- What the task requires: Work out how many lines in the material below hold the word "strict". Write only the number.

§ §

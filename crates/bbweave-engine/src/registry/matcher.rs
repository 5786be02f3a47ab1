//! Declarative element matching for the markup → BBCode direction.
//!
//! A tag says which rich markup elements it stands for with clauses instead
//! of code: `[b]` matches `<b>`, `<strong>` and anything styled
//! `font-weight: bold`; `[url]` matches `<a>` that carries an `href`.
//!
//! ```
//! use bbweave_engine::{ElementMatcher, HtmlElement, ValueClause};
//!
//! let matcher = ElementMatcher::new()
//!     .tag("strong")
//!     .style("font-weight", ValueClause::one_of(["bold", "700"]));
//!
//! assert!(matcher.matches(&HtmlElement::new("strong"), false));
//! assert!(matcher.matches(&HtmlElement::new("span").with_style("font-weight", "700"), false));
//! assert!(!matcher.matches(&HtmlElement::new("span"), false));
//! ```

use bbweave_syntax::Attrs;

/// A rich markup element reduced to what matching needs.
#[derive(Debug, Clone, Default, PartialEq, Eq)]
pub struct HtmlElement {
    /// Lower-cased element name.
    pub name: String,
    pub attrs: Attrs,
    /// Inline style properties.
    pub styles: Attrs,
}

impl HtmlElement {
    pub fn new(name: impl Into<String>) -> Self {
        Self {
            name: name.into().to_lowercase(),
            ..Self::default()
        }
    }

    pub fn with_attr(mut self, name: impl Into<String>, value: impl Into<String>) -> Self {
        self.attrs.insert(name, value);
        self
    }

    pub fn with_style(mut self, property: impl Into<String>, value: impl Into<String>) -> Self {
        self.styles.insert(property, value);
        self
    }
}

/// Which values satisfy a clause.
#[derive(Debug, Clone, PartialEq, Eq)]
pub enum ValueClause {
    /// Present with any value.
    Any,
    /// Present with one of these values.
    OneOf(Vec<String>),
}

impl ValueClause {
    pub fn one_of<I, S>(values: I) -> Self
    where
        I: IntoIterator<Item = S>,
        S: Into<String>,
    {
        ValueClause::OneOf(values.into_iter().map(Into::into).collect())
    }

    fn accepts(&self, value: Option<&str>) -> bool {
        match (self, value) {
            (_, None) => false,
            (ValueClause::Any, Some(_)) => true,
            (ValueClause::OneOf(values), Some(v)) => values.iter().any(|allowed| allowed == v),
        }
    }
}

/// An element name with optional attribute requirements.
#[derive(Debug, Clone, PartialEq, Eq)]
pub struct TagClause {
    pub element: String,
    pub attrs: Vec<(String, ValueClause)>,
}

impl TagClause {
    /// Without attribute clauses the name alone decides. With them, `strict`
    /// selects between every clause and at least one clause holding.
    fn matches(&self, element: &HtmlElement, strict: bool) -> bool {
        if self.element != element.name {
            return false;
        }
        if self.attrs.is_empty() {
            return true;
        }
        let holds = |(name, clause): &(String, ValueClause)| clause.accepts(element.attrs.get(name));
        if strict {
            self.attrs.iter().all(holds)
        } else {
            self.attrs.iter().any(holds)
        }
    }
}

#[derive(Debug, Clone, Default, PartialEq, Eq)]
pub struct ElementMatcher {
    pub tags: Vec<TagClause>,
    pub styles: Vec<(String, ValueClause)>,
}

impl ElementMatcher {
    pub fn new() -> Self {
        Self::default()
    }

    /// Match elements by name alone.
    pub fn tag(self, element: &str) -> Self {
        self.tag_with(element, std::iter::empty())
    }

    /// Match elements by name and attribute clauses.
    pub fn tag_with<'a>(
        mut self,
        element: &str,
        attrs: impl IntoIterator<Item = (&'a str, ValueClause)>,
    ) -> Self {
        self.tags.push(TagClause {
            element: element.to_lowercase(),
            attrs: attrs
                .into_iter()
                .map(|(name, clause)| (name.to_lowercase(), clause))
                .collect(),
        });
        self
    }

    /// Match any element carrying this style property.
    pub fn style(mut self, property: &str, clause: ValueClause) -> Self {
        self.styles.push((property.to_lowercase(), clause));
        self
    }

    pub fn is_empty(&self) -> bool {
        self.tags.is_empty() && self.styles.is_empty()
    }

    pub fn matches(&self, element: &HtmlElement, strict: bool) -> bool {
        self.tags.iter().any(|t| t.matches(element, strict))
            || self
                .styles
                .iter()
                .any(|(prop, clause)| clause.accepts(element.styles.get(prop)))
    }
}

§ §

- Answer space: 5